Pour pouvoir appliquer le trajet de réduction pour les poulets de chair aussi bien dans les rapports de Registre AB que dans ceux de Sanitel-Med, il a été nécessaire d’adapter la méthode de calcul dans le Registre AB pour la volaille : au lieu de procéder au calcul avec des courbes de poids, on utilise maintenant les poids standards estimés lors du traitement (1 kg pour les poulets de chair). Ainsi, un grand pas a été accompli dans l’uniformisation entre les rapports du Registre AB et ceux de Sanitel-Med pour les éleveurs de poulets de chair. Cela ne pourra qu’améliorer la clarté des rapports de benchmarking et donc leur interprétation et l’application de leur enseignement dans la gestion de l’exploitation.

Objectifs généraux pour 2024

« Grâce aux trajets de réduction destinés aux différents secteurs animaux, nous devrions réussir d’ici fin 2024 à faire baisser l’utilisation globale d’antibiotiques en Belgique de 65 % par rapport à 2011, et à rejoindre l’utilisation médiane d’antibiotiques en Europe. Actuellement, la Belgique se situe encore parmi les utilisateurs les plus importants d’antibiotiques en Europe.
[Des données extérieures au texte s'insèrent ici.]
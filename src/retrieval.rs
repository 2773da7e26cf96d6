//! The retrieval-fallback engine.
//!
//! [`RetrievalOrchestrator::answer`] resolves a question through four stages,
//! stopping at the first that produces something:
//!
//! 1. **cache**: a live answer for the same normalised query and session
//! 2. **semantic**: nearest chunks from the vector index, grounded prompt
//! 3. **lexical**: term-overlap scan of every chunk, grounded prompt
//! 4. **generative**: the raw question, with a short preview of what the
//!    knowledge base covers
//!
//! Stages hand off on empty results, never on the content of an answer.
//! Any generation failure or timeout becomes [`APOLOGY`] with no origin; that
//! answer is not cached and no error reaches the caller.

use std::sync::Arc;
use std::time::Duration;

use serde::Serialize;

use crate::cache::TtlCache;
use crate::config::{Config, RetrievalConfig};
use crate::embedding::{tokenize, EmbeddingProvider};
use crate::error::{KbError, KbResult};
use crate::generation::GenerationProvider;
use crate::knowledge::{KnowledgeBase, Snapshot};
use crate::models::{DocumentChunk, Origin, RetrievalAnswer};

/// Shown to the user whenever generation fails. Internal detail is logged only.
pub const APOLOGY: &str =
    "Sorry, I couldn't generate an answer right now. Please try again in a moment.";

/// Which index [`RetrievalOrchestrator::search`] consults.
#[derive(Debug, Clone, Copy, PartialEq, Eq)]
pub enum SearchMode {
    Semantic,
    Lexical,
}

impl std::str::FromStr for SearchMode {
    type Err = KbError;

    fn from_str(s: &str) -> KbResult<Self> {
        match s {
            "semantic" => Ok(SearchMode::Semantic),
            "lexical" => Ok(SearchMode::Lexical),
            other => Err(KbError::Config(format!(
                "Unknown search mode: {}. Use semantic or lexical.",
                other
            ))),
        }
    }
}

#[derive(Debug, Clone, Serialize)]
pub struct SearchResult {
    pub score: f32,
    pub source: String,
    pub section: Option<String>,
    pub excerpt: String,
}

/// Trim, collapse internal whitespace, lowercase.
pub fn normalize_query(query: &str) -> String {
    query
        .split_whitespace()
        .collect::<Vec<_>>()
        .join(" ")
        .to_lowercase()
}

/// Cache key for a query within a session. The session is length-prefixed
/// so distinct (session, query) pairs never produce the same key.
pub fn cache_key(query: &str, session: Option<&str>) -> String {
    let session = session.unwrap_or("");
    format!("{}:{}{}", session.len(), session, normalize_query(query))
}

/// Score every chunk by how many distinct query terms it contains.
///
/// Chunks with no overlap are dropped; the rest are ordered by descending
/// count with corpus order breaking ties, and the first `top_n` returned.
pub fn lexical_search<'a>(chunks: &'a [DocumentChunk], query: &str, top_n: usize) -> Vec<(&'a DocumentChunk, usize)> {
    let mut terms = tokenize(query);
    terms.sort();
    terms.dedup();
    if terms.is_empty() {
        return Vec::new();
    }

    let mut scored: Vec<(&DocumentChunk, usize)> = chunks
        .iter()
        .filter(|c| !c.is_placeholder())
        .filter_map(|chunk| {
            let mut words = tokenize(&chunk.text);
            words.sort();
            words.dedup();
            let count = terms
                .iter()
                .filter(|t| words.binary_search(t).is_ok())
                .count();
            (count > 0).then_some((chunk, count))
        })
        .collect();
    scored.sort_by(|a, b| b.1.cmp(&a.1));
    scored.truncate(top_n);
    scored
}

/// Cut `text` to at most `max_chars` characters, marking the cut.
fn excerpt(text: &str, max_chars: usize) -> String {
    let text = text.trim();
    match text.char_indices().nth(max_chars) {
        Some((idx, _)) => format!("{}…", text[..idx].trim_end()),
        None => text.to_string(),
    }
}

fn source_label(chunk: &DocumentChunk) -> String {
    match &chunk.metadata.page_or_section {
        Some(section) => format!("{}, {}", chunk.source_name(), section),
        None => chunk.source_name(),
    }
}

pub fn grounded_prompt(query: &str, excerpts: &[String]) -> String {
    let mut prompt = String::from(
        "Answer the question using the context below. \
         If the context does not contain the answer, say so briefly.\n\nContext:\n",
    );
    for (i, e) in excerpts.iter().enumerate() {
        prompt.push_str(&format!("[{}] {}\n\n", i + 1, e));
    }
    prompt.push_str(&format!("Question: {}\nAnswer:", query.trim()));
    prompt
}

pub fn unconditioned_prompt(query: &str, preview: &[String]) -> String {
    let mut prompt = String::new();
    if !preview.is_empty() {
        prompt.push_str(&format!(
            "For background, the local knowledge base includes: {}. \
             Nothing in it matched this question, so answer from general knowledge.\n\n",
            preview.join(", ")
        ));
    }
    prompt.push_str(&format!("Question: {}\nAnswer:", query.trim()));
    prompt
}

pub struct RetrievalOrchestrator {
    knowledge: Arc<KnowledgeBase>,
    embedder: Arc<dyn EmbeddingProvider>,
    generator: Arc<dyn GenerationProvider>,
    cache: TtlCache<RetrievalAnswer>,
    settings: RetrievalConfig,
    generation_timeout: Duration,
}

impl RetrievalOrchestrator {
    pub fn new(
        config: &Config,
        knowledge: Arc<KnowledgeBase>,
        embedder: Arc<dyn EmbeddingProvider>,
        generator: Arc<dyn GenerationProvider>,
    ) -> Self {
        Self {
            knowledge,
            embedder,
            generator,
            cache: TtlCache::new(config.paths.answer_cache_dir()),
            settings: config.retrieval.clone(),
            generation_timeout: Duration::from_secs(config.generation.timeout_secs),
        }
    }

    pub fn with_cache(mut self, cache: TtlCache<RetrievalAnswer>) -> Self {
        self.cache = cache;
        self
    }

    pub fn with_generation_timeout(mut self, timeout: Duration) -> Self {
        self.generation_timeout = timeout;
        self
    }

    pub fn cache(&self) -> &TtlCache<RetrievalAnswer> {
        &self.cache
    }

    /// Answer `query`, optionally within a conversation `session`.
    pub async fn answer(&self, query: &str, session: Option<&str>) -> RetrievalAnswer {
        let key = cache_key(query, session);
        if let Some(mut cached) = self.cache.get(&key) {
            tracing::debug!("answer served from cache");
            cached.origin = Some(Origin::Cache);
            return cached;
        }

        let snapshot = self.knowledge.current();

        let (origin, prompt, sources) = match snapshot.as_deref() {
            Some(snap) => self.select_stage(snap, query).await,
            None => (Origin::Generative, unconditioned_prompt(query, &[]), Vec::new()),
        };
        tracing::info!(%origin, sources = sources.len(), "retrieval stage selected");

        let text = match self.generate(&prompt).await {
            Ok(text) => text,
            Err(e) => {
                tracing::error!(error = %e, generator = %self.generator.name(), "generation failed");
                return RetrievalAnswer {
                    text: APOLOGY.to_string(),
                    source_excerpts: Vec::new(),
                    origin: None,
                };
            }
        };

        let answer = RetrievalAnswer {
            text,
            source_excerpts: sources,
            origin: Some(origin),
        };
        self.cache.set(&key, answer.clone(), self.settings.cache_ttl_secs);
        answer
    }

    /// Pick the first stage with material and build its prompt and sources.
    async fn select_stage(&self, snap: &Snapshot, query: &str) -> (Origin, String, Vec<String>) {
        let semantic = self.semantic_chunks(snap, query).await;
        if !semantic.is_empty() {
            let sources = self.excerpts(semantic.iter());
            return (Origin::Semantic, grounded_prompt(query, &sources), sources);
        }

        let lexical = lexical_search(snap.index.chunks(), query, self.settings.lexical_top_n);
        if !lexical.is_empty() {
            let sources = self.excerpts(lexical.iter().map(|(c, _)| *c));
            return (Origin::Lexical, grounded_prompt(query, &sources), sources);
        }

        let mut preview = snap.file_names();
        preview.truncate(self.settings.preview_files);
        (Origin::Generative, unconditioned_prompt(query, &preview), Vec::new())
    }

    /// Semantic hits above the optional similarity floor. An embedding
    /// failure yields no hits, which hands off to the lexical stage.
    async fn semantic_chunks(&self, snap: &Snapshot, query: &str) -> Vec<DocumentChunk> {
        let hits = match snap
            .index
            .search(query, self.embedder.as_ref(), self.settings.top_k)
            .await
        {
            Ok(hits) => hits,
            Err(e) => {
                tracing::warn!(error = %e, "semantic search failed; trying lexical");
                return Vec::new();
            }
        };
        hits.into_iter()
            .filter(|h| self.settings.min_similarity.map_or(true, |min| h.score >= min))
            .map(|h| h.chunk)
            .collect()
    }

    fn excerpts<'a>(&self, chunks: impl Iterator<Item = &'a DocumentChunk>) -> Vec<String> {
        chunks
            .map(|c| format!("[{}] {}", source_label(c), excerpt(&c.text, self.settings.excerpt_chars)))
            .collect()
    }

    async fn generate(&self, prompt: &str) -> KbResult<String> {
        match tokio::time::timeout(self.generation_timeout, self.generator.generate(prompt)).await {
            Ok(result) => result,
            Err(_) => Err(KbError::Timeout(self.generation_timeout.as_secs())),
        }
    }

    /// Raw search against the current snapshot, without generation.
    pub async fn search(&self, query: &str, mode: SearchMode, limit: usize) -> KbResult<Vec<SearchResult>> {
        search_knowledge(
            &self.knowledge,
            self.embedder.as_ref(),
            query,
            mode,
            limit,
            self.settings.excerpt_chars,
        )
        .await
    }
}

/// Search the current snapshot of `knowledge` without invoking any
/// generation provider. Lexical scores are raw term-overlap counts.
pub async fn search_knowledge(
    knowledge: &KnowledgeBase,
    embedder: &dyn EmbeddingProvider,
    query: &str,
    mode: SearchMode,
    limit: usize,
    excerpt_chars: usize,
) -> KbResult<Vec<SearchResult>> {
    let Some(snap) = knowledge.current() else {
        return Ok(Vec::new());
    };
    let to_result = |chunk: &DocumentChunk, score: f32| SearchResult {
        score,
        source: chunk.source_name(),
        section: chunk.metadata.page_or_section.clone(),
        excerpt: excerpt(&chunk.text, excerpt_chars),
    };
    Ok(match mode {
        SearchMode::Semantic => snap
            .index
            .search(query, embedder, limit)
            .await?
            .iter()
            .map(|h| to_result(&h.chunk, h.score))
            .collect(),
        SearchMode::Lexical => lexical_search(snap.index.chunks(), query, limit)
            .into_iter()
            .map(|(c, count)| to_result(c, count as f32))
            .collect(),
    })
}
Nous avons également fixé un objectif concernant la colistine, un antibiotique d’importance critique parmi les plus prioritaires pour la médecine humaine. Son utilisation devra être limitée d’ici fin 2024 à maximum 1 mg par kg de biomasse. Cet objectif peut être atteint notamment en n’utilisant jamais cette substance active comme médicament de premier choix. Son utilisation doit être justifiée par un diagnostic correct.

Le dernier objectif vise l’utilisation des aliments médicamenteux comprenant des antibiotiques. Celle-ci a déjà diminué de manière appréciable, mais nous voulons atteindre une baisse de 75 % d’ici fin 2024 », conclut F. Dal Pozzo.